▶ _EXERCISE_
Scan the records for lines with the string "SnapshotsClient". Say how many there are, and add nothing.

▶ _INPUT RECORDS_
//! Volume snapshots client

use super::{rand_name, require_str, to_query};
use crate::error::{HarnessError, Result};
use crate::poll;
use crate::rest::RestClient;
use crate::wire::{Attributes, WireFormat};
use serde_json::{Map, Value};
use std::time::Duration;
use tracing::info;

#[derive(Debug)]
pub struct SnapshotsClient {
    rest: RestClient,
    format: WireFormat,
    build_interval: Duration,
    build_timeout: Duration,
}

impl SnapshotsClient {
    pub fn new(
        base_url: &str,
        token: &str,
        format: WireFormat,
        build_interval: Duration,
        build_timeout: Duration,
    ) -> Result<Self> {
        Ok(Self {
            rest: RestClient::new(base_url, token)?,
            format,
            build_interval,
            build_timeout,
        })
    }

    pub async fn create_snapshot(
        &self,
        volume_id: &str,
        extra: Attributes,
    ) -> Result<Attributes> {
        let mut body = Map::new();
        body.insert(
            "volume_id".to_string(),
            Value::String(volume_id.to_string()),
        );
        if !extra.contains_key("display_name") {
            body.insert(
                "display_name".to_string(),
                Value::String(rand_name("snapshot")),
            );
        }
        for (key, value) in extra {
            body.insert(key, value);
        }

        let payload = self.format.encode("snapshot", &body)?;
        let response = self
            .rest
            .post(
                "snapshots",
                self.format.content_type(),
                payload,
                ("snapshot", ""),
            )
            .await?;
        let snapshot = self.format.decode("snapshot", &response.body)?;
        info!(
            "Created snapshot {} of volume {}",
            snapshot.get("id").and_then(serde_json::Value::as_str).unwrap_or("<no id>"),
            volume_id
        );
        Ok(snapshot)
    }

    pub async fn get_snapshot(&self, snapshot_id: &str) -> Result<Attributes> {
        let response = self
            .rest
            .get(
                &format!("snapshots/{}", snapshot_id),
                &[],
                ("snapshot", snapshot_id),
            )
            .await?;
        self.format.decode("snapshot", &response.body)
    }

    pub async fn delete_snapshot(&self, snapshot_id: &str) -> Result<()> {
        self.rest
            .delete(
                &format!("snapshots/{}", snapshot_id),
                ("snapshot", snapshot_id),
            )
            .await?;
        Ok(())
    }

    pub async fn list_snapshots(&self, filters: &[(&str, &str)]) -> Result<Vec<Attributes>> {
        let response = self
            .rest
            .get("snapshots", &to_query(filters), ("snapshots", ""))
            .await?;
        self.format
            .decode_list("snapshots", "snapshot", &response.body)
    }

    /// Poll until the snapshot reports `target` status; `error` and
    /// `error_deleting` fail immediately.
    pub async fn wait_for_snapshot_status(
        &self,
        snapshot_id: &str,
        target: &str,
    ) -> Result<Attributes> {
        let what = format!("snapshot {} -> {}", snapshot_id, target);
        let state = poll::wait_until(
            || self.get_snapshot(snapshot_id),
            |attrs| {
                attrs
                    .get("status")
                    .and_then(Value::as_str)
                    .map(|s| s == target || s.starts_with("error"))
                    .unwrap_or(false)
            },
            self.build_interval,
            self.build_timeout,
            &what,
        )
        .await?;

        let status = require_str(&state, "status", "snapshot status poll")?;
        if status != target {
            return Err(HarnessError::UnexpectedStatus {
                resource_type: "snapshot".to_string(),
                resource_id: snapshot_id.to_string(),
                status,
            });
        }
        Ok(state)
    }

    pub async fn wait_for_deletion(&self, snapshot_id: &str) -> Result<()> {
        poll::wait_for_deletion(
            || self.get_snapshot(snapshot_id),
            self.build_interval,
            self.build_timeout,
            &format!("snapshot {}", snapshot_id),
        )
        .await
    }
}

▶ _RESPONSE TO THE TASK_
2